Copy the lines below that contain "calibrate".

(Beginning of Material provided)

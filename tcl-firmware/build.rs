//! Build script for tcl-firmware
//!
//! - Sets up linker search paths and scripts for memory.x
//! - Validates device.toml at compile time

use std::env;
use std::fs::{self, File};
use std::io::Write;
use std::path::{Path, PathBuf};

/// Pixels a single color frame can carry
const MAX_LEDS: i64 = 64;

fn main() {
    setup_linker();
    validate_config();
}

/// Set up linker search paths for memory.x
fn setup_linker() {
    let out_dir = PathBuf::from(env::var("OUT_DIR").unwrap());

    // Copy memory.x to the output directory
    let memory_x = include_bytes!("memory.x");
    let mut f = File::create(out_dir.join("memory.x")).unwrap();
    f.write_all(memory_x).unwrap();

    // Tell rustc where to find memory.x
    println!("cargo:rustc-link-search={}", out_dir.display());

    println!("cargo:rustc-link-arg-bins=--nmagic");
    println!("cargo:rustc-link-arg-bins=-Tlink.x");
    println!("cargo:rustc-link-arg-bins=-Tlink-rp.x");
    if env::var_os("CARGO_FEATURE_DEFMT").is_some() {
        println!("cargo:rustc-link-arg-bins=-Tdefmt.x");
    }

    // Re-run if memory.x changes
    println!("cargo:rerun-if-changed=memory.x");
    println!("cargo:rerun-if-changed=build.rs");
}

/// Validate device.toml configuration at compile time
fn validate_config() {
    println!("cargo:rerun-if-changed=device.toml");

    let config_path = Path::new("device.toml");

    if !config_path.exists() {
        panic!(
            "\n\
            ╔══════════════════════════════════════════════════════════════════╗\n\
            ║  ERROR: device.toml not found!                                   ║\n\
            ║                                                                  ║\n\
            ║  The firmware embeds a device.toml configuration file.           ║\n\
            ║  Please create one in the tcl-firmware directory.                ║\n\
            ╚══════════════════════════════════════════════════════════════════╝\n"
        );
    }

    let config_content = match fs::read_to_string(config_path) {
        Ok(content) => content,
        Err(e) => {
            panic!(
                "\n\
                ╔══════════════════════════════════════════════════════════════════╗\n\
                ║  ERROR: Failed to read device.toml                               ║\n\
                ║                                                                  ║\n\
                ║  Error: {:<56} ║\n\
                ╚══════════════════════════════════════════════════════════════════╝\n",
                e
            );
        }
    };

    // Parse and validate TOML syntax
    let config: toml::Value = match toml::from_str(&config_content) {
        Ok(value) => value,
        Err(e) => {
            let error_msg = e.to_string();
            panic!(
                "\n\
                ╔══════════════════════════════════════════════════════════════════╗\n\
                ║  ERROR: Invalid TOML syntax in device.toml                       ║\n\
                ╠══════════════════════════════════════════════════════════════════╣\n\
                ║                                                                  ║\n\
                {}\n\
                ║                                                                  ║\n\
                ╚══════════════════════════════════════════════════════════════════╝\n",
                format_error_lines(&error_msg)
            );
        }
    };

    validate_sections(&config);
    validate_values(&config);
    validate_calibration(&config);

    println!("cargo:warning=device.toml validated successfully");
}

/// Format error message lines with box drawing
fn format_error_lines(msg: &str) -> String {
    msg.lines()
        .map(|line| {
            let truncated = if line.len() > 64 {
                format!("{}...", &line[..61])
            } else {
                line.to_string()
            };
            format!("║  {:<64} ║", truncated)
        })
        .collect::<Vec<_>>()
        .join("\n")
}

/// Abort the build with a boxed list of errors
fn report(title: &str, errors: &[String]) {
    if errors.is_empty() {
        return;
    }
    panic!(
        "\n\
        ╔══════════════════════════════════════════════════════════════════╗\n\
        ║  ERROR: {:<56} ║\n\
        ╠══════════════════════════════════════════════════════════════════╣\n\
        {}\n\
        ╚══════════════════════════════════════════════════════════════════╝\n",
        title,
        errors
            .iter()
            .map(|e| format!("║  • {:<62} ║", e))
            .collect::<Vec<_>>()
            .join("\n")
    );
}

/// The firmware parser rejects unknown sections
fn validate_sections(config: &toml::Value) {
    let mut errors = Vec::new();

    if let Some(table) = config.as_table() {
        for (name, value) in table {
            match (name.as_str(), value) {
                ("mode", _) => {}
                ("strip" | "serial" | "panel", toml::Value::Table(_)) => {}
                ("calibration", toml::Value::Table(cal)) => {
                    for (key, value) in cal {
                        if value.is_table() && !["red", "green", "blue", "r", "g", "b"].contains(&key.as_str()) {
                            errors.push(format!("[calibration.{}] is not a channel", key));
                        }
                    }
                }
                (name, toml::Value::Table(_)) => {
                    errors.push(format!("Unknown section [{}]", name));
                }
                _ => {}
            }
        }
    }

    report("Invalid sections in device.toml", &errors);
}

/// Validate strip, serial and panel values
fn validate_values(config: &toml::Value) {
    let mut errors = Vec::new();

    if let Some(mode) = config.get("mode") {
        match mode.as_str() {
            Some("serial" | "calibrate" | "calibration") => {}
            _ => errors.push("mode must be 'serial' or 'calibrate'".to_string()),
        }
    }

    match config.get("strip").and_then(|s| s.get("led_count")) {
        Some(toml::Value::Integer(count)) if (0..=MAX_LEDS).contains(count) => {}
        Some(_) => errors.push(format!("[strip] led_count must be 0-{}", MAX_LEDS)),
        None => {}
    }

    let serial = config.get("serial");
    match serial.and_then(|s| s.get("baudrate").or_else(|| s.get("baud"))) {
        Some(toml::Value::Integer(baud)) if *baud > 0 && *baud <= i64::from(u32::MAX) => {}
        Some(_) => errors.push("[serial] baudrate must be a positive integer".to_string()),
        None => {}
    }
    match serial.and_then(|s| s.get("read_timeout_ms").or_else(|| s.get("timeout_ms"))) {
        Some(toml::Value::Integer(ms)) if *ms >= 0 && *ms <= i64::from(u32::MAX) => {}
        Some(_) => errors.push("[serial] read_timeout_ms must be a non-negative integer".to_string()),
        None => {}
    }

    let panel = config.get("panel");
    match panel.and_then(|p| p.get("adc_full_scale").or_else(|| p.get("adc_max"))) {
        Some(toml::Value::Integer(max)) if *max > 0 && *max <= i64::from(u16::MAX) => {}
        Some(_) => errors.push("[panel] adc_full_scale must be 1-65535".to_string()),
        None => {}
    }

    report("Invalid values in device.toml", &errors);
}

/// Calibration values must be numbers; out of range values are clamped
fn validate_calibration(config: &toml::Value) {
    let calibration = match config.get("calibration") {
        Some(toml::Value::Table(t)) => t,
        _ => return,
    };

    let mut errors = Vec::new();
    let mut check = |section: &str, table: &toml::map::Map<String, toml::Value>| {
        for (key, value) in table {
            if value.is_table() {
                continue;
            }
            let known = ["min", "max", "gamma", "black_point", "white_point"].contains(&key.as_str());
            if known && !(value.is_float() || value.is_integer()) {
                errors.push(format!("[{}] {} must be a number", section, key));
            }
        }
    };

    check("calibration", calibration);
    for (channel, value) in calibration {
        if let toml::Value::Table(t) = value {
            check(&format!("calibration.{}", channel), t);
        }
    }

    report("Invalid calibration in device.toml", &errors);
}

(End of Material provided)

Task result
            Some("serial" | "calibrate" | "calibration") => {}
            _ => errors.push("mode must be 'serial' or 'calibrate'".to_string()),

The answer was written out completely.